Task input:
use std::sync::Arc;

use axum::{extract::Extension, routing::get, Json, Router};
use sea_orm::{DatabaseConnection, TransactionTrait};

use crate::catalog::{self, Homepage};
use crate::error::ApiResult;

pub fn home_router() -> Router {
    Router::new().route("/", get(get_homepage))
}

async fn get_homepage(Extension(db): Extension<Arc<DatabaseConnection>>) -> ApiResult<Json<Homepage>> {
    let txn = db.begin().await?;
    let homepage = catalog::homepage(&txn).await?;
    txn.commit().await?;
    Ok(Json(homepage))
}
use std::sync::Arc;

use axum::{
    extract::{Extension, Path, Query},
    http::StatusCode,
    routing::get,
    Json, Router,
};
use sea_orm::{DatabaseConnection, TransactionTrait};
use tracing::info;
use validator::Validate;

use super::lifecycle::{lifecycle_router, soft_delete_route};
use super::ReadQuery;
use crate::entities::menu::{self, Entity as MenuEntity};
use crate::error::{ApiError, ApiResult};
use crate::store::{self, lifecycle::ContentKind, menu::MenuForm};

pub fn admin_menu_router() -> Router {
    Router::new()
        .route("/menus", get(list_menus).post(create_menu))
        .route(
            "/menus/:id",
            get(get_menu)
                .put(update_menu)
                .merge(soft_delete_route(ContentKind::Menu)),
        )
        .merge(lifecycle_router(ContentKind::Menu))
}

async fn list_menus(
    Query(params): Query<ReadQuery>,
    Extension(db): Extension<Arc<DatabaseConnection>>,
) -> ApiResult<Json<Vec<menu::Model>>> {
    let rows = store::list::<MenuEntity, _>(&*db, params.include_deleted).await?;
    Ok(Json(rows))
}

async fn get_menu(
    Path(id): Path<i32>,
    Query(params): Query<ReadQuery>,
    Extension(db): Extension<Arc<DatabaseConnection>>,
) -> ApiResult<Json<menu::Model>> {
    store::find::<MenuEntity, _>(&*db, id, params.include_deleted)
        .await?
        .map(Json)
        .ok_or_else(|| ApiError::NotFound(format!("Menu {id}")))
}

async fn create_menu(
    Extension(db): Extension<Arc<DatabaseConnection>>,
    Json(payload): Json<MenuForm>,
) -> ApiResult<(StatusCode, Json<menu::Model>)> {
    payload.validate()?;
    let txn = db.begin().await?;
    let menu = store::menu::create_menu(&txn, payload).await?;
    txn.commit().await?;
    info!(id = menu.id, "Created menu");
    Ok((StatusCode::CREATED, Json(menu)))
}

async fn update_menu(
    Path(id): Path<i32>,
    Extension(db): Extension<Arc<DatabaseConnection>>,
    Json(payload): Json<MenuForm>,
) -> ApiResult<Json<menu::Model>> {
    payload.validate()?;
    let txn = db.begin().await?;
    let menu = store::menu::update_menu(&txn, id, payload).await?;
    txn.commit().await?;
    info!(id, "Updated menu");
    Ok(Json(menu))
}
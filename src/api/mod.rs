pub mod admin;
pub mod public;

use axum::Router;

use admin::admin_api_router;
use public::public_router;

use crate::error::ApiError;

pub fn create_api_router() -> Router {
    Router::new()
        .merge(public_router())
        .nest("/admin", admin_api_router())
        .fallback(|| async { ApiError::NotFound("Page".to_string()) })
}
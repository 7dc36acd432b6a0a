use axum::{extract::Path, http::StatusCode, routing::get, Router};

use crate::error::ApiError;

pub fn debug_router() -> Router {
    Router::new().route("/test-error/:code", get(test_error))
}

/// Fails on purpose with the requested status, to preview error pages.
async fn test_error(Path(code): Path<String>) -> ApiError {
    let status = code.parse::<u16>().ok().map(StatusCode::from_u16);
    match status {
        Some(Ok(status)) if status.is_client_error() || status.is_server_error() => {
            ApiError::Status(status)
        }
        _ => ApiError::NotFound(format!("Error code {code}")),
    }
}
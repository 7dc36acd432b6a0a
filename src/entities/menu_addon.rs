use sea_orm::entity::prelude::*;
use serde::Serialize;

/// Extra information (allergens, serving notes, ...) shown under a subcategory.
#[derive(Clone, Debug, PartialEq, DeriveEntityModel, Serialize)]
#[sea_orm(table_name = "menu_addon")]
pub struct Model {
    #[sea_orm(primary_key)]
    pub id: i32,
    pub title: String,
    #[sea_orm(column_type = "Text", nullable)]
    pub description: Option<String>,
    pub created_at: DateTimeUtc,
    pub updated_at: DateTimeUtc,
    #[sea_orm(nullable)]
    pub deleted_at: Option<DateTimeUtc>,
}

#[derive(Copy, Clone, Debug, EnumIter, DeriveRelation)]
pub enum Relation {
    #[sea_orm(has_many = "super::menu_subcategory::Entity")]
    Subcategories,
}

impl Related<super::menu_subcategory::Entity> for Entity {
    fn to() -> RelationDef {
        Relation::Subcategories.def()
    }
}

impl ActiveModelBehavior for ActiveModel {}
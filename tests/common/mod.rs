#![allow(dead_code)]

use std::net::SocketAddr;

use catering_site::config::Config;
use catering_site::entities::setup_schema;
use catering_site::{create_app, AppState};
use reqwest::Client;
use sea_orm::{ConnectOptions, Database, DatabaseConnection};
use serde::de::DeserializeOwned;
use serde_json::Value;
use tempfile::TempDir;

pub struct TestApp {
    pub base_url: String,
    pub client: Client,
    pub db: DatabaseConnection,
    pub dir: TempDir,
}

impl TestApp {
    pub fn url(&self, path: &str) -> String {
        format!("{}{}", self.base_url, path)
    }

    pub async fn get_json<T: DeserializeOwned>(&self, path: &str) -> T {
        let response = self
            .client
            .get(self.url(path))
            .send()
            .await
            .expect("Failed to send request");
        assert!(
            response.status().is_success(),
            "GET {path} returned {}",
            response.status()
        );
        response.json::<T>().await.expect("Failed to parse response JSON")
    }

    pub async fn post_json(&self, path: &str, body: Value) -> reqwest::Response {
        self.client
            .post(self.url(path))
            .json(&body)
            .send()
            .await
            .expect("Failed to send request")
    }

    pub async fn put_json(&self, path: &str, body: Value) -> reqwest::Response {
        self.client
            .put(self.url(path))
            .json(&body)
            .send()
            .await
            .expect("Failed to send request")
    }

    pub async fn delete(&self, path: &str) -> reqwest::Response {
        self.client
            .delete(self.url(path))
            .send()
            .await
            .expect("Failed to send request")
    }

    /// POSTs and returns the created row, asserting `201 Created`.
    pub async fn create(&self, path: &str, body: Value) -> Value {
        let response = self.post_json(path, body).await;
        assert_eq!(response.status(), reqwest::StatusCode::CREATED, "POST {path}");
        response.json().await.expect("Failed to parse response JSON")
    }
}

/// Fresh SQLite file with the schema applied.
pub async fn database(dir: &TempDir) -> DatabaseConnection {
    let url = format!("sqlite://{}?mode=rwc", dir.path().join("site.db").display());
    let mut options = ConnectOptions::new(url);
    options.max_connections(1).sqlx_logging(false);
    let db = Database::connect(options)
        .await
        .expect("Failed to open test database");
    setup_schema(&db).await.expect("Failed to create schema");
    db
}

pub async fn spawn_app() -> TestApp {
    spawn_app_with(|_| {}).await
}

/// Like [`spawn_app`], letting the test swap parts of the state first.
pub async fn spawn_app_with<F>(configure: F) -> TestApp
where
    F: FnOnce(&mut AppState),
{
    let dir = tempfile::tempdir().expect("Failed to create temp dir");
    let db = database(&dir).await;

    let storage_dir = dir.path().join("storage");
    let error_pages_dir = dir.path().join("errors");
    std::fs::create_dir_all(&storage_dir).expect("Failed to create storage dir");
    std::fs::create_dir_all(&error_pages_dir).expect("Failed to create error pages dir");

    let config = Config {
        database_url: "sqlite::memory:".to_string(),
        bind_address: SocketAddr::from(([127, 0, 0, 1], 0)),
        storage_dir,
        error_pages_dir,
        seed_demo: false,
    };
    let mut state = AppState::new(db.clone(), config);
    configure(&mut state);
    let app = create_app(state);

    let listener = tokio::net::TcpListener::bind("127.0.0.1:0")
        .await
        .expect("Failed to bind test listener");
    let address = listener.local_addr().expect("Failed to read local address");
    tokio::spawn(async move {
        axum::serve(
            listener,
            app.into_make_service_with_connect_info::<SocketAddr>(),
        )
        .await
        .expect("Test server failed");
    });

    TestApp {
        base_url: format!("http://{address}"),
        client: Client::new(),
        db,
        dir,
    }
}
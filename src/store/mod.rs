//! Relational persistence for the catalog, the gallery and the visit log.
//!
//! Every read takes an explicit `include_deleted` flag; nothing here relies
//! on a hidden global scope. Writes run their normalization step (timestamps,
//! slugs) in plain code right before the row is saved.

pub mod gallery;
pub mod lifecycle;
pub mod menu;
pub mod visit;

use chrono::{DateTime, Utc};
use sea_orm::{
    sea_query::Expr, ColumnTrait, ConnectionTrait, DbErr, EntityTrait, QueryFilter, QueryOrder,
    QuerySelect, Select,
};
use thiserror::Error;

use crate::entities::{
    gallery as gallery_entity, gallery_category, gallery_menu_category, menu as menu_entity,
    menu_addon, menu_category, menu_subcategory, menu_variant,
};

#[derive(Debug, Error)]
pub enum StoreError {
    #[error("{0} not found")]
    NotFound(String),
    #[error("{0} does not exist or is deleted")]
    MissingParent(String),
    #[error("{0}")]
    Invalid(String),
    #[error(transparent)]
    Db(#[from] DbErr),
}

/// Tables whose rows are hidden by a `deleted_at` stamp instead of being removed.
pub trait SoftDeletable: EntityTrait {
    fn id_column() -> Self::Column;
    fn deleted_at_column() -> Self::Column;
}

macro_rules! soft_deletable {
    ($($module:ident),+ $(,)?) => {
        $(
            impl SoftDeletable for $module::Entity {
                fn id_column() -> Self::Column {
                    $module::Column::Id
                }

                fn deleted_at_column() -> Self::Column {
                    $module::Column::DeletedAt
                }
            }
        )+
    };
}

soft_deletable!(
    menu_category,
    menu_subcategory,
    menu_entity,
    menu_variant,
    menu_addon,
    gallery_category,
    gallery_entity,
    gallery_menu_category,
);

pub fn scoped<E: SoftDeletable>(select: Select<E>, include_deleted: bool) -> Select<E> {
    if include_deleted {
        select
    } else {
        select.filter(E::deleted_at_column().is_null())
    }
}

pub async fn find<E, C>(db: &C, id: i32, include_deleted: bool) -> Result<Option<E::Model>, DbErr>
where
    E: SoftDeletable,
    C: ConnectionTrait,
{
    scoped(E::find(), include_deleted)
        .filter(E::id_column().eq(id))
        .one(db)
        .await
}

pub async fn list<E, C>(db: &C, include_deleted: bool) -> Result<Vec<E::Model>, DbErr>
where
    E: SoftDeletable,
    C: ConnectionTrait,
{
    scoped(E::find(), include_deleted)
        .order_by_asc(E::id_column())
        .all(db)
        .await
}

pub(crate) async fn require_live<E, C>(db: &C, id: i32, label: &str) -> Result<(), StoreError>
where
    E: SoftDeletable,
    C: ConnectionTrait,
{
    match find::<E, C>(db, id, false).await? {
        Some(_) => Ok(()),
        None => Err(StoreError::MissingParent(format!("{label} {id}"))),
    }
}

/// Ids of rows whose `parent_column` points at one of `parent_ids`.
pub(crate) async fn child_ids<E, C>(
    db: &C,
    parent_column: E::Column,
    parent_ids: &[i32],
    deleted: DeletedFilter,
) -> Result<Vec<i32>, DbErr>
where
    E: SoftDeletable,
    C: ConnectionTrait,
{
    if parent_ids.is_empty() {
        return Ok(Vec::new());
    }
    let mut select = E::find()
        .select_only()
        .column(E::id_column())
        .filter(parent_column.is_in(parent_ids.iter().copied()));
    select = match deleted {
        DeletedFilter::Any => select,
        DeletedFilter::Live => select.filter(E::deleted_at_column().is_null()),
        DeletedFilter::At(at) => select.filter(E::deleted_at_column().eq(at)),
    };
    select.into_tuple::<i32>().all(db).await
}

#[derive(Clone, Copy, Debug)]
pub(crate) enum DeletedFilter {
    Any,
    Live,
    At(DateTime<Utc>),
}

/// Stamps `deleted_at` on the live rows among `ids`.
pub(crate) async fn stamp_deleted<E, C>(db: &C, ids: &[i32], at: DateTime<Utc>) -> Result<u64, DbErr>
where
    E: SoftDeletable,
    C: ConnectionTrait,
{
    if ids.is_empty() {
        return Ok(0);
    }
    let result = E::update_many()
        .col_expr(E::deleted_at_column(), Expr::value(at))
        .filter(E::id_column().is_in(ids.iter().copied()))
        .filter(E::deleted_at_column().is_null())
        .exec(db)
        .await?;
    Ok(result.rows_affected)
}

/// Clears `deleted_at` on the rows among `ids` that were stamped at `at`.
pub(crate) async fn clear_deleted<E, C>(db: &C, ids: &[i32], at: DateTime<Utc>) -> Result<u64, DbErr>
where
    E: SoftDeletable,
    C: ConnectionTrait,
{
    if ids.is_empty() {
        return Ok(0);
    }
    let result = E::update_many()
        .col_expr(E::deleted_at_column(), Expr::value(Option::<DateTime<Utc>>::None))
        .filter(E::id_column().is_in(ids.iter().copied()))
        .filter(E::deleted_at_column().eq(at))
        .exec(db)
        .await?;
    Ok(result.rows_affected)
}

pub(crate) async fn remove<E, C>(db: &C, ids: &[i32]) -> Result<u64, DbErr>
where
    E: SoftDeletable,
    C: ConnectionTrait,
{
    if ids.is_empty() {
        return Ok(0);
    }
    let result = E::delete_many()
        .filter(E::id_column().is_in(ids.iter().copied()))
        .exec(db)
        .await?;
    Ok(result.rows_affected)
}
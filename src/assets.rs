//! Paths into the public file area where uploaded images and PDFs live.
//!
//! Entities store paths relative to the storage root (`menus/nasi.jpg`).

use std::path::{Component, Path, PathBuf};

use validator::ValidationError;

/// Relative, non-empty and without `..`, root or prefix components.
pub fn is_safe_relative(path: &str) -> bool {
    !path.is_empty()
        && Path::new(path)
            .components()
            .all(|component| matches!(component, Component::Normal(_)))
}

pub fn validate_asset_path(value: &str) -> Result<(), ValidationError> {
    if is_safe_relative(value) {
        Ok(())
    } else {
        Err(ValidationError::new("asset_path"))
    }
}

pub fn resolve(root: &Path, relative: &str) -> Option<PathBuf> {
    is_safe_relative(relative).then(|| root.join(relative))
}

#[cfg(test)]
mod tests {
    use super::*;

    #[test]
    fn accepts_nested_relative_paths() {
        assert!(is_safe_relative("menus/nasi-goreng.jpg"));
        assert_eq!(
            resolve(Path::new("/srv/storage"), "pdf/menu.pdf"),
            Some(PathBuf::from("/srv/storage/pdf/menu.pdf"))
        );
    }

    #[test]
    fn rejects_escapes() {
        assert!(!is_safe_relative(""));
        assert!(!is_safe_relative("../secret.env"));
        assert!(!is_safe_relative("menus/../../etc/passwd"));
        assert!(!is_safe_relative("/etc/passwd"));
        assert!(resolve(Path::new("/srv/storage"), "../x").is_none());
    }
}
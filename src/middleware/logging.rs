use axum::{extract::Request, middleware::Next, response::Response};
use std::time::Instant;
use tracing::{error, info};

/// Attached to a response by a failing handler so the failure reason ends
/// up in the request log without leaking into the response body.
#[derive(Clone, Debug)]
pub struct FailedRequest(pub String);

pub async fn logging_middleware(req: Request, next: Next) -> Response {
    let method = req.method().clone();
    let uri = req.uri().clone();
    let start = Instant::now();

    let response = next.run(req).await;

    let status = response.status();
    let elapsed = start.elapsed();
    match response.extensions().get::<FailedRequest>() {
        Some(FailedRequest(reason)) => error!(
            method = %method,
            uri = %uri,
            status = %status,
            elapsed = ?elapsed,
            reason = %reason,
            "Failed to process request"
        ),
        None => info!(
            method = %method,
            uri = %uri,
            status = %status,
            elapsed = ?elapsed,
            "Processed request"
        ),
    }

    response
}
//! Static error pages for browsers.
//!
//! JSON clients keep the JSON error body; requests accepting `text/html` get
//! `<code>.html` from the error pages directory, or a plain fallback page when
//! no themed page exists for that status.

use std::{path::PathBuf, sync::Arc};

use axum::{
    body::Body,
    extract::{Request, State},
    http::{header, HeaderValue, StatusCode},
    middleware::Next,
    response::Response,
};
use tracing::debug;

pub async fn error_pages_middleware(
    State(pages_dir): State<Arc<PathBuf>>,
    req: Request,
    next: Next,
) -> Response {
    let wants_html = req
        .headers()
        .get(header::ACCEPT)
        .and_then(|accept| accept.to_str().ok())
        .is_some_and(|accept| accept.contains("text/html"));

    let response = next.run(req).await;
    let status = response.status();
    if !wants_html || !(status.is_client_error() || status.is_server_error()) {
        return response;
    }

    let themed = pages_dir.join(format!("{}.html", status.as_u16()));
    let page = match tokio::fs::read_to_string(&themed).await {
        Ok(page) => page,
        Err(err) => {
            debug!(page = %themed.display(), error = %err, "No themed error page");
            fallback_page(status)
        }
    };

    let (mut parts, _) = response.into_parts();
    parts.headers.remove(header::CONTENT_LENGTH);
    parts.headers.insert(
        header::CONTENT_TYPE,
        HeaderValue::from_static("text/html; charset=utf-8"),
    );
    Response::from_parts(parts, Body::from(page))
}

pub fn fallback_page(status: StatusCode) -> String {
    let code = status.as_u16();
    let reason = status.canonical_reason().unwrap_or("Error");
    format!(
        "<!DOCTYPE html>\n<html lang=\"en\">\n<head><meta charset=\"utf-8\"><title>{code} {reason}</title></head>\n<body>\n<h1>{code}</h1>\n<p>{reason}</p>\n<p><a href=\"/\">Back to the homepage</a></p>\n</body>\n</html>\n"
    )
}

#[cfg(test)]
mod tests {
    use super::fallback_page;
    use axum::http::StatusCode;

    #[test]
    fn fallback_mentions_status() {
        let page = fallback_page(StatusCode::FORBIDDEN);
        assert!(page.contains("<h1>403</h1>"));
        assert!(page.contains("Forbidden"));
    }
}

Your goal: Select from the material above each line in which the string "themed" appears, and list those lines.

Solution for this problem:
//! no themed page exists for that status.
    let themed = pages_dir.join(format!("{}.html", status.as_u16()));
    let page = match tokio::fs::read_to_string(&themed).await {
            debug!(page = %themed.display(), error = %err, "No themed error page");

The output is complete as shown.